* _Work instruction_
Using the entries that follow, write out the line containing "Metal (specular) material.", the line containing "1.0 = very rough", and every line between them, exactly and nothing else.

== Provided records ==

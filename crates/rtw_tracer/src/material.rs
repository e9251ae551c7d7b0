//! Surface scattering: diffuse, metal and glass.

use crate::sampling::{gen_f32, near_zero, random_unit_vector};
use crate::{hittable::HitRecord, Ray};
use log::warn;
use rand::RngCore;
use rtw_math::{Color, Vec3};

/// Outcome of a scatter event that did not absorb the ray.
#[derive(Debug, Clone, Copy)]
pub struct ScatterResult {
    /// Fraction of the scattered ray's radiance carried back along the incoming ray
    pub attenuation: Color,
    /// The outgoing ray, starting at the hit point
    pub scattered: Ray,
}

/// How a surface responds to light.
///
/// Materials hold only immutable parameters and are shared across shapes
/// and render threads through `Arc`.
#[derive(Debug, Clone, PartialEq)]
pub enum Material {
    Lambertian(Lambertian),
    Metal(Metal),
    Dielectric(Dielectric),
}

impl Material {
    /// Scatter an incoming ray.
    ///
    /// Returns `None` if the ray is absorbed.
    pub fn scatter(
        &self,
        ray_in: &Ray,
        rec: &HitRecord,
        rng: &mut dyn RngCore,
    ) -> Option<ScatterResult> {
        match self {
            Material::Lambertian(m) => Some(m.scatter(rec, rng)),
            Material::Metal(m) => m.scatter(ray_in, rec, rng),
            Material::Dielectric(m) => Some(m.scatter(ray_in, rec, rng)),
        }
    }
}

impl From<Lambertian> for Material {
    fn from(m: Lambertian) -> Self {
        Material::Lambertian(m)
    }
}

impl From<Metal> for Material {
    fn from(m: Metal) -> Self {
        Material::Metal(m)
    }
}

impl From<Dielectric> for Material {
    fn from(m: Dielectric) -> Self {
        Material::Dielectric(m)
    }
}

/// Lambertian (diffuse) material.
#[derive(Debug, Clone, Copy, PartialEq)]
pub struct Lambertian {
    albedo: Color,
}

impl Lambertian {
    /// Create a new Lambertian material with the given albedo color.
    pub fn new(albedo: Color) -> Self {
        Self { albedo }
    }

    pub fn albedo(&self) -> Color {
        self.albedo
    }

    fn scatter(&self, rec: &HitRecord, rng: &mut dyn RngCore) -> ScatterResult {
        let mut scatter_direction = rec.normal + random_unit_vector(rng);

        // Catch degenerate scatter direction
        if near_zero(scatter_direction) {
            scatter_direction = rec.normal;
        }

        ScatterResult {
            attenuation: self.albedo,
            scattered: Ray::new(rec.p, scatter_direction),
        }
    }
}

/// Metal (specular) material.
#[derive(Debug, Clone, Copy, PartialEq)]
pub struct Metal {
    albedo: Color,
    fuzz: f32,
}

impl Metal {
    /// Create a new Metal material.
    ///
    /// - `albedo`: The color of the metal
    /// - `fuzz`: Roughness, 0.0 = perfect mirror, 1.0 = very rough
    pub fn new(albedo: Color, fuzz: f32) -> Self {
        Self {
            albedo,
            fuzz: fuzz.clamp(0.0, 1.0),
        }
    }

    pub fn albedo(&self) -> Color {
        self.albedo
    }

    pub fn fuzz(&self) -> f32 {
        self.fuzz
    }

    fn scatter(
        &self,
        ray_in: &Ray,
        rec: &HitRecord,
        rng: &mut dyn RngCore,
    ) -> Option<ScatterResult> {
        let reflected = reflect(ray_in.direction().normalize(), rec.normal);
        let mut scattered_dir = reflected;
        if self.fuzz > 0.0 {
            scattered_dir += self.fuzz * random_unit_vector(rng);
        }

        // Fuzz can push the reflection below the surface; absorb those
        if scattered_dir.dot(rec.normal) > 0.0 {
            Some(ScatterResult {
                attenuation: self.albedo,
                scattered: Ray::new(rec.p, scattered_dir),
            })
        } else {
            None
        }
    }
}

/// Dielectric (glass) material.
#[derive(Debug, Clone, Copy, PartialEq)]
pub struct Dielectric {
    /// Refractive index in vacuum or air, or the ratio of the material's
    /// index over the index of the enclosing medium
    refraction_index: f32,
}

impl Dielectric {
    pub const AIR: f32 = 1.0;
    pub const WATER: f32 = 1.33;
    pub const GLASS: f32 = 1.5;

    /// Create a new Dielectric material.
    ///
    /// - `refraction_index`: 1.0 = air, 1.5 = glass, 2.4 = diamond
    ///
    /// Indices that are not positive and finite fall back to [`Self::AIR`].
    pub fn new(refraction_index: f32) -> Self {
        let refraction_index = if refraction_index.is_finite() && refraction_index > 0.0 {
            refraction_index
        } else {
            warn!("invalid refraction index {refraction_index}, using {}", Self::AIR);
            Self::AIR
        };
        Self { refraction_index }
    }

    pub fn refraction_index(&self) -> f32 {
        self.refraction_index
    }

    /// Schlick's approximation for reflectance
    pub fn reflectance(cosine: f32, refraction_ratio: f32) -> f32 {
        let r0 = ((1.0 - refraction_ratio) / (1.0 + refraction_ratio)).powi(2);
        r0 + (1.0 - r0) * (1.0 - cosine).powi(5)
    }

    fn scatter(&self, ray_in: &Ray, rec: &HitRecord, rng: &mut dyn RngCore) -> ScatterResult {
        let refraction_ratio = if rec.front_face {
            1.0 / self.refraction_index
        } else {
            self.refraction_index
        };

        let unit_direction = ray_in.direction().normalize();
        let cos_theta = (-unit_direction).dot(rec.normal).min(1.0);
        let sin_theta = (1.0 - cos_theta * cos_theta).max(0.0).sqrt();

        // Check for total internal reflection
        let cannot_refract = refraction_ratio * sin_theta > 1.0;

        // Equal indices on both sides: no Fresnel reflection, no bending
        let index_matched = refraction_ratio == 1.0;

        let direction = if cannot_refract
            || (!index_matched && gen_f32(rng) < Self::reflectance(cos_theta, refraction_ratio))
        {
            reflect(unit_direction, rec.normal)
        } else {
            refract(unit_direction, rec.normal, refraction_ratio)
        };

        ScatterResult {
            attenuation: Color::ONE,
            scattered: Ray::new(rec.p, direction),
        }
    }
}

/// Reflect a vector about a normal.
#[inline]
pub fn reflect(v: Vec3, n: Vec3) -> Vec3 {
    v - 2.0 * v.dot(n) * n
}

/// Refract a unit vector through a surface with unit normal `n`.
///
/// `etai_over_etat` is the ratio of the incident over the transmitted
/// refraction index.
#[inline]
pub fn refract(uv: Vec3, n: Vec3, etai_over_etat: f32) -> Vec3 {
    let cos_theta = (-uv).dot(n).min(1.0);
    let r_out_perp = etai_over_etat * (uv + cos_theta * n);
    // Rounding can push this just below zero
    let r_out_parallel = -(1.0 - r_out_perp.length_squared()).max(0.0).sqrt() * n;
    r_out_perp + r_out_parallel
}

===

* _Exercise answer_
/// Metal (specular) material.
#[derive(Debug, Clone, Copy, PartialEq)]
pub struct Metal {
    albedo: Color,
    fuzz: f32,
}

impl Metal {
    /// Create a new Metal material.
    ///
    /// - `albedo`: The color of the metal
    /// - `fuzz`: Roughness, 0.0 = perfect mirror, 1.0 = very rough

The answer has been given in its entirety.